During these walks and floats we recorded river dimensions — width, depth, riffle length, and pool to pool spacing to name a few. These measurements can be compared to the expected ratios and dimensions if the river were in a pristine state.  

Other critical data collected were large woody debris indexes and percentage of canopy cover.  

Large wood provides critical refugia for trout from high flow velocities and predators, and provides great habitat for a trout’s favorite snack, aquatic insects.  

It became apparently clear as we floated that areas where the river was farthest from its optimal dimensions (typically over-wide) were drastically lacking in adequate habitat and canopy cover to sustain a healthy wild trout population.  

For Camden Creek, we walked much of its length in New York, provided landowner permission was granted, recording the same data as on the main river. 

Areas of instability on the main stem and Camden Creek were most apparent through eroding stream banks and large areas of deposition. Future projects can focus on such areas to re-establish the systems connectivity to a floodplain, and in doing so, stabilize eroding banks, create habitat diversity, and reduce downstream sedimentation that is particularly harmful to trout spawning success.  

We are hopeful that this information, combined with the immense local support for the recreational opportunities the watershed has to offer, will engender several years of such projects to ensure the watershed’s health and fishing opportunities are benefited in perpetuity. 

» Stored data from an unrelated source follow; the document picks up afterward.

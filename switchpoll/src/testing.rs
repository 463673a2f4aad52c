//! Scripted in-memory session client for unit tests.

use std::collections::HashMap;
use std::sync::Arc;
use std::sync::atomic::{AtomicUsize, Ordering};
use std::time::Duration;

use crate::credentials::Credentials;
use crate::error::{CommandError, ConnectionError};
use crate::model::Host;
use crate::session::{Session, SessionClient};

/// What a scripted host does.
#[derive(Debug, Clone)]
pub enum Behavior {
    /// Connect succeeds and the command returns this text.
    Output(String),
    ConnectError(ConnectionError),
    CommandError(CommandError),
    /// Connect succeeds, the command never answers within this long.
    Stall(Duration),
    /// Connect itself hangs this long.
    ConnectStall(Duration),
    /// The command panics.
    Panic,
}

#[derive(Debug, Default)]
struct Counters {
    open: AtomicUsize,
    peak: AtomicUsize,
    closed: AtomicUsize,
    connects: AtomicUsize,
}

/// Session client driven by a per-host script. Counts concurrently open
/// sessions so tests can check the concurrency limit.
#[derive(Debug, Default)]
pub struct ScriptedClient {
    script: HashMap<String, Behavior>,
    latency: Duration,
    counters: Arc<Counters>,
}

impl ScriptedClient {
    pub fn new() -> Self {
        Self::default()
    }

    pub fn with(mut self, host: &str, behavior: Behavior) -> Self {
        self.script.insert(host.to_string(), behavior);
        self
    }

    /// Delay every successful command by this much.
    pub fn with_latency(mut self, latency: Duration) -> Self {
        self.latency = latency;
        self
    }

    /// Highest number of sessions that were open at the same time.
    pub fn peak_open(&self) -> usize {
        self.counters.peak.load(Ordering::SeqCst)
    }

    pub fn open_now(&self) -> usize {
        self.counters.open.load(Ordering::SeqCst)
    }

    /// Sessions closed explicitly through [`Session::close`].
    pub fn closed(&self) -> usize {
        self.counters.closed.load(Ordering::SeqCst)
    }

    pub fn connects(&self) -> usize {
        self.counters.connects.load(Ordering::SeqCst)
    }
}

impl SessionClient for ScriptedClient {
    type Session = ScriptedSession;

    async fn connect(
        &self,
        host: &Host,
        _credentials: &Credentials,
    ) -> Result<ScriptedSession, ConnectionError> {
        self.counters.connects.fetch_add(1, Ordering::SeqCst);
        let behavior = self.script.get(host.as_str()).cloned().unwrap_or_else(|| {
            Behavior::ConnectError(ConnectionError::Unreachable {
                host: host.to_string(),
                reason: "not scripted".into(),
            })
        });

        match behavior {
            Behavior::ConnectError(err) => return Err(err),
            Behavior::ConnectStall(d) => {
                tokio::time::sleep(d).await;
                return Err(ConnectionError::TimedOut(d));
            }
            _ => {}
        }

        let open = self.counters.open.fetch_add(1, Ordering::SeqCst) + 1;
        self.counters.peak.fetch_max(open, Ordering::SeqCst);
        Ok(ScriptedSession {
            behavior,
            latency: self.latency,
            counters: self.counters.clone(),
        })
    }
}

pub struct ScriptedSession {
    behavior: Behavior,
    latency: Duration,
    counters: Arc<Counters>,
}

impl Session for ScriptedSession {
    async fn execute(&mut self, _command: &str, _timeout: Duration) -> Result<String, CommandError> {
        match &self.behavior {
            Behavior::Output(text) => {
                tokio::time::sleep(self.latency).await;
                Ok(text.clone())
            }
            Behavior::CommandError(err) => Err(err.clone()),
            Behavior::Stall(d) => {
                tokio::time::sleep(*d).await;
                Err(CommandError::TimedOut(*d))
            }
            Behavior::Panic => panic!("scripted panic"),
            Behavior::ConnectError(_) | Behavior::ConnectStall(_) => {
                unreachable!("connect failures never yield a session")
            }
        }
    }

    async fn close(self) {
        self.counters.closed.fetch_add(1, Ordering::SeqCst);
    }
}

impl Drop for ScriptedSession {
    fn drop(&mut self) {
        self.counters.open.fetch_sub(1, Ordering::SeqCst);
    }
}
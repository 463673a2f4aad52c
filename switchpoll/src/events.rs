//! Structured run events.
//!
//! Components never log through ambient state on their own; they report what
//! happened to an [`EventSink`] handed to them. [`LogSink`] forwards events to
//! the `log` facade, [`NullSink`] drops them.

use std::time::Duration;

use log::{debug, info, warn};

use crate::error::DeviceError;
use crate::model::{DeviceStatus, Host};
use crate::parser::SkippedEntry;

/// Something observable happened during a run.
#[derive(Debug, Clone, Copy)]
pub enum Event<'a> {
    /// A device task is about to open a session.
    ConnectAttempt { host: &'a Host },

    /// The session is up.
    Connected { host: &'a Host, elapsed: Duration },

    /// The parser dropped an entry from this host's output.
    ParseSkip {
        host: &'a Host,
        entry: &'a SkippedEntry,
    },

    /// A device task produced its result.
    HostComplete {
        host: &'a Host,
        status: DeviceStatus,
        records: usize,
        error: Option<&'a DeviceError>,
    },

    /// The run deadline fired before this host finished.
    HostAbandoned { host: &'a Host, deadline: Duration },

    /// Every host has a result.
    RunComplete { successful: usize, failed: usize },
}

/// Receiver for run events.
pub trait EventSink: Send + Sync {
    fn emit(&self, event: &Event<'_>);
}

/// Forwards events to the `log` facade.
#[derive(Debug, Default, Clone, Copy)]
pub struct LogSink;

impl EventSink for LogSink {
    fn emit(&self, event: &Event<'_>) {
        match *event {
            Event::ConnectAttempt { host } => info!("{}: connecting", host),
            Event::Connected { host, elapsed } => debug!("{}: connected in {:?}", host, elapsed),
            Event::ParseSkip { host, entry } => debug!(
                "{}: skipped line {} ({}): {:?}",
                host, entry.line, entry.reason, entry.text
            ),
            Event::HostComplete {
                host,
                records,
                error: None,
                ..
            } => info!("{}: collected {} interface(s)", host, records),
            Event::HostComplete {
                host,
                error: Some(err),
                ..
            } => warn!("{}: {}", host, err),
            Event::HostAbandoned { host, deadline } => {
                warn!("{}: abandoned after run deadline of {:?}", host, deadline)
            }
            Event::RunComplete { successful, failed } => {
                info!("Summary: {} successful, {} failed", successful, failed)
            }
        }
    }
}

/// Discards every event.
#[derive(Debug, Default, Clone, Copy)]
pub struct NullSink;

impl EventSink for NullSink {
    fn emit(&self, _event: &Event<'_>) {}
}

#[cfg(test)]
pub(crate) mod testing {
    use std::sync::Mutex;

    use super::*;

    /// Keeps a one-line rendering of every event for assertions.
    #[derive(Debug, Default)]
    pub struct RecordingSink {
        lines: Mutex<Vec<String>>,
    }

    impl RecordingSink {
        pub fn lines(&self) -> Vec<String> {
            self.lines.lock().unwrap().clone()
        }
    }

    impl EventSink for RecordingSink {
        fn emit(&self, event: &Event<'_>) {
            let line = match *event {
                Event::ConnectAttempt { host } => format!("connect {}", host),
                Event::Connected { host, .. } => format!("connected {}", host),
                Event::ParseSkip { host, entry } => format!("skip {} line {}", host, entry.line),
                Event::HostComplete { host, status, .. } => format!("complete {} {}", host, status),
                Event::HostAbandoned { host, .. } => format!("abandoned {}", host),
                Event::RunComplete { successful, failed } => {
                    format!("run {} ok {} failed", successful, failed)
                }
            };
            self.lines.lock().unwrap().push(line);
        }
    }
}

I truly could not be happier with my experiences here. The Battenkill watershed is a beautiful system with many people who appreciate the numerous opportunities it has to offer. As someone who has lived in various places for short amounts of time, this is the first place where I have felt as though a community of people, regardless of background, is coming together to support the watershed that contributes so significantly to the gorgeous area they call home.